Quant à l'impact de l'exposition à la pollution de l'air pendant la maladie, il n'est pas connu. "Je suis certain que la réduction à court terme de la pollution de l'air a un impact, même si nous n'avons pas de données pour l'instant", commente Thomas Münzel.
Bientôt des mesures anti-Covid ciblées pendant les pics de pollution ?
Du côté de l'étude de l'université de Genève, on pointe également du doigt des poussières venues des tempêtes de sable du Sahara, qui auraient des effets similaires aux particules fines en matière d'aggravation de la Covid-19.
Ces deux éléments (poussières sahariennes et particules fines) ne s'arrêtent pas miraculeusement à la frontière franco-suisse, mais concernent aussi les vallées des Alpes françaises. Ainsi, la Haute-Savoie, particulièrement la vallée de l'Arve, est ce mercredi 25 novembre touchée par un important pic de pollution aux particules fines de combustion.

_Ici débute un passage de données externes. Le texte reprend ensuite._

use crate::domain::resource::{Entitlement, Grant, Resource, ResourceId, ResourceType};
use crate::domain::sync::{SyncOutput, SyncSnapshot};
use crate::utils::error::Result;
use async_trait::async_trait;

pub trait Storage: Send + Sync {
    fn read_file(&self, path: &str) -> impl std::future::Future<Output = Result<Vec<u8>>> + Send;
    fn write_file(
        &self,
        path: &str,
        data: &[u8],
    ) -> impl std::future::Future<Output = Result<()>> + Send;
}

pub trait ConfigProvider: Send + Sync {
    fn base_url(&self) -> &str;
    fn access_token(&self) -> &str;
    /// Page size for top-level listings; 0 lets the server choose.
    fn page_size(&self) -> u32;
    fn output_path(&self) -> &str;
    fn request_timeout_secs(&self) -> u64 {
        30
    }
}

/// One page of a syncer call plus the opaque token for the next call.
pub type SyncPage<T> = (Vec<T>, String);

/// Per-resource-type listing interface consumed by the governance platform.
#[async_trait]
pub trait ResourceSyncer: Send + Sync {
    fn resource_type(&self) -> &'static ResourceType;

    async fn list(&self, parent: Option<&ResourceId>, token: &str) -> Result<SyncPage<Resource>>;

    async fn entitlements(&self, resource: &Resource, token: &str) -> Result<SyncPage<Entitlement>>;

    async fn grants(&self, resource: &Resource, token: &str) -> Result<SyncPage<Grant>>;
}

#[async_trait]
pub trait Pipeline: Send + Sync {
    async fn extract(&self) -> Result<SyncSnapshot>;
    async fn transform(&self, snapshot: SyncSnapshot) -> Result<SyncOutput>;
    async fn load(&self, output: SyncOutput) -> Result<String>;
}
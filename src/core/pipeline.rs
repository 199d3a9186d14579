use crate::core::connector::CartaConnector;
use crate::domain::ports::{ConfigProvider, Pipeline, ResourceSyncer, Storage};
use crate::domain::resource::{Entitlement, Grant, Resource};
use crate::domain::sync::{SyncManifest, SyncOutput, SyncSnapshot};
use crate::utils::error::{ConnectorError, Result};
use std::io::Write;
use zip::write::{SimpleFileOptions, ZipWriter};

pub const OUTPUT_ARCHIVE: &str = "sync_output.zip";

/// Drains every registered syncer and writes the resulting graph as one archive.
pub struct SyncPipeline<S: Storage, C: ConfigProvider> {
    storage: S,
    config: C,
    connector_name: String,
    syncers: Vec<Box<dyn ResourceSyncer>>,
}

impl<S: Storage, C: ConfigProvider> SyncPipeline<S, C> {
    pub fn new(storage: S, config: C) -> Result<Self> {
        let connector = CartaConnector::new(&config)?;
        Ok(Self::with_connector(storage, config, &connector))
    }

    pub fn with_connector(storage: S, config: C, connector: &CartaConnector) -> Self {
        Self {
            storage,
            config,
            connector_name: connector.metadata().display_name,
            syncers: connector.resource_syncers(),
        }
    }

    fn syncers_for<'a>(
        &'a self,
        resources: &'a [Resource],
    ) -> impl Iterator<Item = (&'a dyn ResourceSyncer, &'a Resource)> + 'a {
        self.syncers.iter().flat_map(move |syncer| {
            resources
                .iter()
                .filter(move |resource| resource.id.resource_type == syncer.resource_type().id)
                .map(move |resource| (syncer.as_ref(), resource))
        })
    }
}

async fn drain_resources(syncer: &dyn ResourceSyncer) -> Result<Vec<Resource>> {
    let mut resources = Vec::new();
    let mut token = String::new();
    let mut pages = 0usize;

    loop {
        let (page, next) = syncer.list(None, &token).await?;
        pages += 1;
        tracing::debug!(
            "{}: page {} returned {} resources",
            syncer.resource_type().id,
            pages,
            page.len()
        );
        resources.extend(page);

        if next.is_empty() {
            break;
        }
        token = next;
    }

    Ok(resources)
}

async fn drain_entitlements(
    syncer: &dyn ResourceSyncer,
    resource: &Resource,
) -> Result<Vec<Entitlement>> {
    let mut entitlements = Vec::new();
    let mut token = String::new();
    loop {
        let (page, next) = syncer.entitlements(resource, &token).await?;
        entitlements.extend(page);
        if next.is_empty() {
            return Ok(entitlements);
        }
        token = next;
    }
}

async fn drain_grants(syncer: &dyn ResourceSyncer, resource: &Resource) -> Result<Vec<Grant>> {
    let mut grants = Vec::new();
    let mut token = String::new();
    loop {
        let (page, next) = syncer.grants(resource, &token).await?;
        grants.extend(page);
        if next.is_empty() {
            return Ok(grants);
        }
        token = next;
    }
}

pub fn render_grants_csv(grants: &[Grant]) -> Result<String> {
    let mut writer = csv::Writer::from_writer(Vec::new());
    writer.write_record(["entitlement_id", "principal_type", "principal_id"])?;
    for grant in grants {
        writer.write_record([
            grant.entitlement_id.as_str(),
            grant.principal.resource_type.as_str(),
            grant.principal.resource.as_str(),
        ])?;
    }

    let bytes = writer
        .into_inner()
        .map_err(|e| ConnectorError::Io(e.into_error()))?;
    String::from_utf8(bytes).map_err(|e| ConnectorError::Processing {
        message: format!("grants CSV is not valid UTF-8: {}", e),
    })
}

#[async_trait::async_trait]
impl<S: Storage, C: ConfigProvider> Pipeline for SyncPipeline<S, C> {
    async fn extract(&self) -> Result<SyncSnapshot> {
        let mut snapshot = SyncSnapshot::default();

        for syncer in &self.syncers {
            let resources = drain_resources(syncer.as_ref()).await?;
            tracing::info!(
                "Listed {} {} resources",
                resources.len(),
                syncer.resource_type().display_name
            );
            snapshot.resources.extend(resources);
        }

        Ok(snapshot)
    }

    async fn transform(&self, snapshot: SyncSnapshot) -> Result<SyncOutput> {
        let mut entitlements = Vec::new();
        let mut grants = Vec::new();

        for (syncer, resource) in self.syncers_for(&snapshot.resources) {
            entitlements.extend(drain_entitlements(syncer, resource).await?);
            grants.extend(drain_grants(syncer, resource).await?);
        }

        let grants_csv = render_grants_csv(&grants)?;
        let manifest = SyncManifest {
            connector: self.connector_name.clone(),
            resource_count: snapshot.resources.len(),
            entitlement_count: entitlements.len(),
            grant_count: grants.len(),
            synced_at: chrono::Utc::now(),
        };

        Ok(SyncOutput {
            resources: snapshot.resources,
            entitlements,
            grants,
            grants_csv,
            manifest,
        })
    }

    async fn load(&self, output: SyncOutput) -> Result<String> {
        let output_path = format!("{}/{}", self.config.output_path(), OUTPUT_ARCHIVE);

        let zip_data = {
            let mut zip = ZipWriter::new(std::io::Cursor::new(Vec::new()));
            zip.start_file("resources.json", SimpleFileOptions::default())?;
            zip.write_all(&serde_json::to_vec_pretty(&output.resources)?)?;

            zip.start_file("entitlements.json", SimpleFileOptions::default())?;
            zip.write_all(&serde_json::to_vec_pretty(&output.entitlements)?)?;

            zip.start_file("grants.csv", SimpleFileOptions::default())?;
            zip.write_all(output.grants_csv.as_bytes())?;

            zip.start_file("manifest.json", SimpleFileOptions::default())?;
            zip.write_all(&serde_json::to_vec_pretty(&output.manifest)?)?;

            zip.finish()?.into_inner()
        };

        tracing::debug!("Writing sync archive ({} bytes) to storage", zip_data.len());
        self.storage.write_file(OUTPUT_ARCHIVE, &zip_data).await?;

        Ok(output_path)
    }
}

#[cfg(test)]
mod tests {
    use super::*;
    use crate::adapters::http::CartaClient;
    use crate::domain::resource::ResourceId;
    use httpmock::prelude::*;
    use std::collections::HashMap;
    use std::sync::Arc;
    use tokio::sync::Mutex;

    #[derive(Clone)]
    struct MockStorage {
        files: Arc<Mutex<HashMap<String, Vec<u8>>>>,
    }

    impl MockStorage {
        fn new() -> Self {
            Self {
                files: Arc::new(Mutex::new(HashMap::new())),
            }
        }

        async fn get_file(&self, path: &str) -> Option<Vec<u8>> {
            self.files.lock().await.get(path).cloned()
        }
    }

    impl Storage for MockStorage {
        async fn read_file(&self, path: &str) -> Result<Vec<u8>> {
            let files = self.files.lock().await;
            files.get(path).cloned().ok_or_else(|| {
                ConnectorError::Io(std::io::Error::new(
                    std::io::ErrorKind::NotFound,
                    format!("File not found: {}", path),
                ))
            })
        }

        async fn write_file(&self, path: &str, data: &[u8]) -> Result<()> {
            self.files
                .lock()
                .await
                .insert(path.to_string(), data.to_vec());
            Ok(())
        }
    }

    struct MockConfig {
        base_url: String,
    }

    impl ConfigProvider for MockConfig {
        fn base_url(&self) -> &str {
            &self.base_url
        }

        fn access_token(&self) -> &str {
            "test-token"
        }

        fn page_size(&self) -> u32 {
            100
        }

        fn output_path(&self) -> &str {
            "test_output"
        }
    }

    fn pipeline_for(server: &MockServer, storage: MockStorage) -> SyncPipeline<MockStorage, MockConfig> {
        let config = MockConfig {
            base_url: server.url("/v1alpha1/"),
        };
        let client = CartaClient::new(config.base_url(), config.access_token()).unwrap();
        let connector = CartaConnector::from_client(client, config.page_size());
        SyncPipeline::with_connector(storage, config, &connector)
    }

    fn mock_small_tenant(server: &MockServer) {
        server.mock(|when, then| {
            when.method(GET).path("/v1alpha1/issuers/i1");
            then.status(200)
                .json_body(serde_json::json!({"issuer": {"id": "i1", "legalName": "Acme"}}));
        });
        server.mock(|when, then| {
            when.method(GET).path("/v1alpha1/issuers");
            then.status(200).json_body(serde_json::json!({
                "issuers": [{"id": "i1", "legalName": "Acme"}]
            }));
        });
        server.mock(|when, then| {
            when.method(GET).path("/v1alpha1/investors/firms");
            then.status(200).json_body(serde_json::json!({
                "firms": [{"id": "f1", "name": "Seed Partners"}]
            }));
        });
        server.mock(|when, then| {
            when.method(GET).path("/v1alpha1/portfolios/p1/issuers");
            then.status(200)
                .json_body(serde_json::json!({"issuers": [{"id": "i1"}]}));
        });
        server.mock(|when, then| {
            when.method(GET).path("/v1alpha1/portfolios");
            then.status(200).json_body(serde_json::json!({
                "portfolios": [{"id": "p1", "legalName": "Fund I"}]
            }));
        });
    }

    #[tokio::test]
    async fn test_extract_lists_every_resource_type() {
        let server = MockServer::start();
        mock_small_tenant(&server);

        let snapshot = pipeline_for(&server, MockStorage::new())
            .extract()
            .await
            .unwrap();

        let ids: Vec<String> = snapshot.resources.iter().map(|r| r.id.to_string()).collect();
        assert_eq!(ids, vec!["issuer:i1", "investor:f1", "portfolio:p1"]);
    }

    #[tokio::test]
    async fn test_transform_builds_membership_grants() {
        let server = MockServer::start();
        mock_small_tenant(&server);
        let pipeline = pipeline_for(&server, MockStorage::new());

        let snapshot = pipeline.extract().await.unwrap();
        let output = pipeline.transform(snapshot).await.unwrap();

        assert_eq!(output.entitlements.len(), 1);
        assert_eq!(output.grants.len(), 1);
        assert_eq!(output.grants[0].principal, ResourceId::new("issuer", "i1"));
        assert_eq!(output.manifest.resource_count, 3);
        assert_eq!(output.manifest.connector, "Carta");
        assert_eq!(
            output.grants_csv,
            "entitlement_id,principal_type,principal_id\nportfolio:p1:member,issuer,i1\n"
        );
    }

    #[tokio::test]
    async fn test_extract_fails_on_api_error() {
        let server = MockServer::start();
        server.mock(|when, then| {
            when.method(GET).path("/v1alpha1/issuers");
            then.status(503);
        });

        let err = pipeline_for(&server, MockStorage::new())
            .extract()
            .await
            .unwrap_err();

        assert_eq!(err.status_code(), Some(503));
    }

    #[tokio::test]
    async fn test_load_writes_archive() {
        let server = MockServer::start();
        mock_small_tenant(&server);
        let storage = MockStorage::new();
        let pipeline = pipeline_for(&server, storage.clone());

        let snapshot = pipeline.extract().await.unwrap();
        let output = pipeline.transform(snapshot).await.unwrap();
        let output_path = pipeline.load(output).await.unwrap();

        assert_eq!(output_path, "test_output/sync_output.zip");

        let zip_bytes = storage.get_file(OUTPUT_ARCHIVE).await.unwrap();
        let mut archive = zip::ZipArchive::new(std::io::Cursor::new(zip_bytes)).unwrap();
        let mut file_names: Vec<String> = (0..archive.len())
            .map(|i| archive.by_index(i).unwrap().name().to_string())
            .collect();
        file_names.sort();

        assert_eq!(
            file_names,
            vec!["entitlements.json", "grants.csv", "manifest.json", "resources.json"]
        );
    }

    #[test]
    fn test_render_grants_csv_header_only() {
        assert_eq!(
            render_grants_csv(&[]).unwrap(),
            "entitlement_id,principal_type,principal_id\n"
        );
    }
}
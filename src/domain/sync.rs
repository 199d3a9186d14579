use crate::domain::resource::{Entitlement, Grant, Resource};
use chrono::{DateTime, Utc};
use serde::{Deserialize, Serialize};

/// Every resource listed during one pass, in syncer order.
#[derive(Debug, Clone, Default)]
pub struct SyncSnapshot {
    pub resources: Vec<Resource>,
}

#[derive(Debug, Clone)]
pub struct SyncOutput {
    pub resources: Vec<Resource>,
    pub entitlements: Vec<Entitlement>,
    pub grants: Vec<Grant>,
    pub grants_csv: String,
    pub manifest: SyncManifest,
}

#[derive(Debug, Clone, Serialize, Deserialize)]
pub struct SyncManifest {
    pub connector: String,
    pub resource_count: usize,
    pub entitlement_count: usize,
    pub grant_count: usize,
    pub synced_at: DateTime<Utc>,
}
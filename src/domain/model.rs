use serde::de::DeserializeOwned;
use serde::{Deserialize, Serialize};

/// A company available for investment.
#[derive(Debug, Clone, PartialEq, Eq, Serialize, Deserialize)]
pub struct Issuer {
    #[serde(default)]
    pub id: String,
    #[serde(rename = "legalName", default)]
    pub name: String,
    #[serde(default)]
    pub website: String,
}

#[derive(Debug, Clone, PartialEq, Eq, Serialize, Deserialize)]
pub struct InvestorFirm {
    #[serde(default)]
    pub id: String,
    #[serde(default)]
    pub name: String,
}

/// A named grouping of issuers.
///
/// `issuer_ids` is never read from the portfolio payload itself; it is filled in
/// from the nested `portfolios/{id}/issuers` collection once that has been drained.
#[derive(Debug, Clone, PartialEq, Eq, Serialize, Deserialize)]
pub struct Portfolio {
    #[serde(default)]
    pub id: String,
    #[serde(rename = "legalName", default)]
    pub name: String,
    #[serde(rename = "issuerIds", skip_deserializing, default)]
    pub issuer_ids: Vec<String>,
}

#[derive(Debug, Clone, Default, PartialEq, Eq, Serialize, Deserialize)]
pub struct PaginationParams {
    #[serde(rename = "pageSize")]
    pub size: u32,
    #[serde(rename = "pageToken")]
    pub after: String,
}

impl PaginationParams {
    pub fn new(size: u32, after: impl Into<String>) -> Self {
        Self {
            size,
            after: after.into(),
        }
    }

    /// 只帶出有值的查詢參數：size 為 0 或 after 為空時省略
    pub fn query_pairs(&self) -> Vec<(&'static str, String)> {
        let mut pairs = Vec::with_capacity(2);
        if self.size != 0 {
            pairs.push(("pageSize", self.size.to_string()));
        }
        if !self.after.is_empty() {
            pairs.push(("pageToken", self.after.clone()));
        }
        pairs
    }
}

#[derive(Debug, Clone, PartialEq, Eq)]
pub struct PageResult<T> {
    pub items: Vec<T>,
    /// Empty when there are no further pages.
    pub next: String,
}

impl<T> PageResult<T> {
    pub fn has_more(&self) -> bool {
        !self.next.is_empty()
    }
}

/// JSON envelope of one page of a collection.
pub trait PageEnvelope: DeserializeOwned {
    type Item;

    fn into_parts(self) -> (Vec<Self::Item>, String);
}

#[derive(Debug, Deserialize)]
pub struct IssuersResponse {
    #[serde(default)]
    pub issuers: Vec<Issuer>,
    #[serde(rename = "nextPageToken", default)]
    pub next: String,
}

#[derive(Debug, Deserialize)]
pub struct InvestorsResponse {
    #[serde(default)]
    pub firms: Vec<InvestorFirm>,
    #[serde(rename = "nextPageToken", default)]
    pub next: String,
}

#[derive(Debug, Deserialize)]
pub struct PortfoliosResponse {
    #[serde(default)]
    pub portfolios: Vec<Portfolio>,
    #[serde(rename = "nextPageToken", default)]
    pub next: String,
}

#[derive(Debug, Deserialize)]
pub struct IssuerResponse {
    pub issuer: Issuer,
}

impl PageEnvelope for IssuersResponse {
    type Item = Issuer;

    fn into_parts(self) -> (Vec<Issuer>, String) {
        (self.issuers, self.next)
    }
}

impl PageEnvelope for InvestorsResponse {
    type Item = InvestorFirm;

    fn into_parts(self) -> (Vec<InvestorFirm>, String) {
        (self.firms, self.next)
    }
}

impl PageEnvelope for PortfoliosResponse {
    type Item = Portfolio;

    fn into_parts(self) -> (Vec<Portfolio>, String) {
        (self.portfolios, self.next)
    }
}

#[cfg(test)]
mod tests {
    use super::*;

    #[test]
    fn test_query_pairs_omits_defaults() {
        let params = PaginationParams::new(0, "");
        assert!(params.query_pairs().is_empty());
    }

    #[test]
    fn test_query_pairs_includes_size_and_token() {
        let params = PaginationParams::new(50, "tok1");
        assert_eq!(
            params.query_pairs(),
            vec![("pageSize", "50".to_string()), ("pageToken", "tok1".to_string())]
        );
    }

    #[test]
    fn test_query_pairs_token_only() {
        let params = PaginationParams::new(0, "tok1");
        assert_eq!(params.query_pairs(), vec![("pageToken", "tok1".to_string())]);
    }

    #[test]
    fn test_envelope_tolerates_missing_fields() {
        let page: IssuersResponse = serde_json::from_str(r#"{"issuers":[{"id":"i1"}]}"#).unwrap();
        let (items, next) = page.into_parts();

        assert_eq!(items.len(), 1);
        assert_eq!(items[0].id, "i1");
        assert_eq!(items[0].name, "");
        assert!(next.is_empty());
    }

    #[test]
    fn test_portfolio_payload_issuers_are_ignored() {
        let page: PortfoliosResponse = serde_json::from_str(
            r#"{"portfolios":[{"id":"p1","legalName":"Fund I","issuerIds":["x"]}],"nextPageToken":"n"}"#,
        )
        .unwrap();

        assert_eq!(page.portfolios[0].name, "Fund I");
        assert!(page.portfolios[0].issuer_ids.is_empty());
        assert_eq!(page.next, "n");
    }
}
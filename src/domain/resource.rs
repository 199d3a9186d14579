//! Typed rendition of the governance platform's resource graph.
//!
//! Every object here mirrors what the platform SDK builds for a connector:
//! resource types with traits, resources carrying a typed profile,
//! assignment entitlements and the grants that bind principals to them.

use serde::{Deserialize, Serialize};
use std::fmt;

#[derive(Debug, Clone, Copy, PartialEq, Eq, Serialize, Deserialize)]
#[serde(rename_all = "snake_case")]
pub enum ResourceTrait {
    User,
    Group,
}

#[derive(Debug, Clone, PartialEq, Eq, Serialize)]
pub struct ResourceType {
    pub id: &'static str,
    pub display_name: &'static str,
    pub traits: &'static [ResourceTrait],
}

pub static RESOURCE_TYPE_ISSUER: ResourceType = ResourceType {
    id: "issuer",
    display_name: "Issuer",
    traits: &[ResourceTrait::User],
};

pub static RESOURCE_TYPE_INVESTOR: ResourceType = ResourceType {
    id: "investor",
    display_name: "Investor",
    traits: &[ResourceTrait::User],
};

pub static RESOURCE_TYPE_PORTFOLIO: ResourceType = ResourceType {
    id: "portfolio",
    display_name: "Portfolio",
    traits: &[ResourceTrait::Group],
};

#[derive(Debug, Clone, PartialEq, Eq, Hash, Serialize, Deserialize)]
pub struct ResourceId {
    pub resource_type: String,
    pub resource: String,
}

impl ResourceId {
    pub fn new(resource_type: impl Into<String>, resource: impl Into<String>) -> Self {
        Self {
            resource_type: resource_type.into(),
            resource: resource.into(),
        }
    }
}

impl fmt::Display for ResourceId {
    fn fmt(&self, f: &mut fmt::Formatter<'_>) -> fmt::Result {
        write!(f, "{}:{}", self.resource_type, self.resource)
    }
}

#[derive(Debug, Clone, Copy, Default, PartialEq, Eq, Serialize, Deserialize)]
#[serde(rename_all = "snake_case")]
pub enum UserStatus {
    #[default]
    Unspecified,
    Enabled,
    Disabled,
}

#[derive(Debug, Clone, PartialEq, Eq, Serialize, Deserialize)]
pub struct IssuerProfile {
    pub issuer_legal_name: String,
    pub issuer_id: String,
}

#[derive(Debug, Clone, PartialEq, Eq, Serialize, Deserialize)]
pub struct InvestorProfile {
    pub login: String,
    pub investor_id: String,
}

#[derive(Debug, Clone, PartialEq, Eq, Serialize, Deserialize)]
pub struct PortfolioProfile {
    pub portfolio_legal_name: String,
    pub portfolio_id: String,
    pub portfolio_issuer_ids: Vec<String>,
}

#[derive(Debug, Clone, PartialEq, Eq, Serialize, Deserialize)]
#[serde(tag = "kind", rename_all = "snake_case")]
pub enum UserProfile {
    Issuer(IssuerProfile),
    Investor(InvestorProfile),
}

#[derive(Debug, Clone, PartialEq, Eq, Serialize, Deserialize)]
#[serde(tag = "trait", rename_all = "snake_case")]
pub enum Traits {
    User {
        profile: UserProfile,
        status: UserStatus,
    },
    Group {
        profile: PortfolioProfile,
    },
}

#[derive(Debug, Clone, PartialEq, Eq, Serialize, Deserialize)]
pub struct Resource {
    pub id: ResourceId,
    pub display_name: String,
    #[serde(skip_serializing_if = "Option::is_none")]
    pub parent_resource_id: Option<ResourceId>,
    pub traits: Traits,
}

impl Resource {
    pub fn new_user(
        display_name: impl Into<String>,
        resource_type: &ResourceType,
        id: impl Into<String>,
        profile: UserProfile,
        parent_resource_id: Option<ResourceId>,
    ) -> Self {
        Self {
            id: ResourceId::new(resource_type.id, id),
            display_name: display_name.into(),
            parent_resource_id,
            traits: Traits::User {
                profile,
                status: UserStatus::Unspecified,
            },
        }
    }

    pub fn new_group(
        display_name: impl Into<String>,
        resource_type: &ResourceType,
        id: impl Into<String>,
        profile: PortfolioProfile,
    ) -> Self {
        Self {
            id: ResourceId::new(resource_type.id, id),
            display_name: display_name.into(),
            parent_resource_id: None,
            traits: Traits::Group { profile },
        }
    }

    pub fn group_profile(&self) -> Option<&PortfolioProfile> {
        match &self.traits {
            Traits::Group { profile } => Some(profile),
            Traits::User { .. } => None,
        }
    }
}

#[derive(Debug, Clone, Copy, PartialEq, Eq, Serialize, Deserialize)]
#[serde(rename_all = "snake_case")]
pub enum EntitlementPurpose {
    Assignment,
    Permission,
}

#[derive(Debug, Clone, PartialEq, Eq, Serialize, Deserialize)]
pub struct Entitlement {
    pub id: String,
    pub resource: ResourceId,
    pub slug: String,
    pub display_name: String,
    pub description: String,
    pub grantable_to: Vec<String>,
    pub purpose: EntitlementPurpose,
}

impl Entitlement {
    /// Builds an assignment entitlement; id is `{type}:{resource}:{slug}`.
    pub fn assignment(
        resource: &Resource,
        slug: &str,
        display_name: impl Into<String>,
        description: impl Into<String>,
        grantable_to: &[&ResourceType],
    ) -> Self {
        Self {
            id: entitlement_id(&resource.id, slug),
            resource: resource.id.clone(),
            slug: slug.to_string(),
            display_name: display_name.into(),
            description: description.into(),
            grantable_to: grantable_to.iter().map(|rt| rt.id.to_string()).collect(),
            purpose: EntitlementPurpose::Assignment,
        }
    }
}

pub fn entitlement_id(resource: &ResourceId, slug: &str) -> String {
    format!("{}:{}:{}", resource.resource_type, resource.resource, slug)
}

#[derive(Debug, Clone, PartialEq, Eq, Serialize, Deserialize)]
pub struct Grant {
    pub id: String,
    pub entitlement_id: String,
    pub principal: ResourceId,
}

impl Grant {
    pub fn new(resource: &Resource, slug: &str, principal: ResourceId) -> Self {
        let entitlement_id = entitlement_id(&resource.id, slug);
        Self {
            id: format!(
                "{}:{}:{}",
                entitlement_id, principal.resource_type, principal.resource
            ),
            entitlement_id,
            principal,
        }
    }
}

#[derive(Debug, Clone, PartialEq, Eq, Serialize, Deserialize)]
pub struct ConnectorMetadata {
    pub display_name: String,
    pub description: Option<String>,
}
use crate::adapters::http::CartaClient;
use crate::core::issuer::issuer_resource;
use crate::core::listing_failed;
use crate::core::pagination::ContinuationState;
use crate::domain::model::{PaginationParams, Portfolio};
use crate::domain::ports::{ResourceSyncer, SyncPage};
use crate::domain::resource::{
    Entitlement, Grant, PortfolioProfile, Resource, ResourceId, ResourceType,
    RESOURCE_TYPE_ISSUER, RESOURCE_TYPE_PORTFOLIO,
};
use crate::utils::error::{ConnectorError, Result};
use async_trait::async_trait;

pub const MEMBER_ENTITLEMENT: &str = "member";

/// Builds the group resource for a portfolio; issuer ids must already be aggregated.
pub fn portfolio_resource(portfolio: &Portfolio) -> Resource {
    let profile = PortfolioProfile {
        portfolio_legal_name: portfolio.name.clone(),
        portfolio_id: portfolio.id.clone(),
        portfolio_issuer_ids: portfolio.issuer_ids.clone(),
    };

    Resource::new_group(
        portfolio.name.clone(),
        &RESOURCE_TYPE_PORTFOLIO,
        portfolio.id.clone(),
        profile,
    )
}

#[derive(Debug, Clone)]
pub struct PortfolioSyncer {
    client: CartaClient,
    page_size: u32,
}

impl PortfolioSyncer {
    pub fn new(client: CartaClient, page_size: u32) -> Self {
        Self { client, page_size }
    }
}

#[async_trait]
impl ResourceSyncer for PortfolioSyncer {
    fn resource_type(&self) -> &'static ResourceType {
        &RESOURCE_TYPE_PORTFOLIO
    }

    /// Portfolios are top-level groups, so `parent` is not attached.
    async fn list(&self, _parent: Option<&ResourceId>, token: &str) -> Result<SyncPage<Resource>> {
        let mut state = ContinuationState::parse(token)?;
        let params =
            PaginationParams::new(self.page_size, state.cursor(RESOURCE_TYPE_PORTFOLIO.id));

        let page = self
            .client
            .get_portfolios(&params)
            .await
            .map_err(|e| listing_failed("portfolios", e))?;

        let next_token = state.advance(RESOURCE_TYPE_PORTFOLIO.id, &page.next)?;
        let resources = page.items.iter().map(portfolio_resource).collect();

        Ok((resources, next_token))
    }

    async fn entitlements(&self, resource: &Resource, _token: &str) -> Result<SyncPage<Entitlement>> {
        let membership = Entitlement::assignment(
            resource,
            MEMBER_ENTITLEMENT,
            format!("{} Portfolio {}", resource.display_name, MEMBER_ENTITLEMENT),
            format!("Access to {} portfolio in Carta", resource.display_name),
            &[&RESOURCE_TYPE_ISSUER],
        );

        Ok((vec![membership], String::new()))
    }

    async fn grants(&self, resource: &Resource, _token: &str) -> Result<SyncPage<Grant>> {
        let profile = resource
            .group_profile()
            .ok_or_else(|| ConnectorError::Processing {
                message: format!("resource {} has no portfolio profile", resource.id),
            })?;

        let mut grants = Vec::with_capacity(profile.portfolio_issuer_ids.len());
        for issuer_id in &profile.portfolio_issuer_ids {
            let issuer = self.client.get_issuer(issuer_id).await?;
            let principal = issuer_resource(&issuer, None);
            grants.push(Grant::new(resource, MEMBER_ENTITLEMENT, principal.id));
        }

        Ok((grants, String::new()))
    }
}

Le texte précise par ailleurs que la pollution atmosphérique n'est que l'un des facteurs aggravants de la Covid-19, dont la progression résulte de la concomitance de nombreux autres facteurs. L'étude est cependant, pour Mario Rohrer, l'occasion de faire de la prévention plus adaptative face à la Covid-19, en prenant "des mesures préventives en cas d’augmentation future des concentrations de particules fines".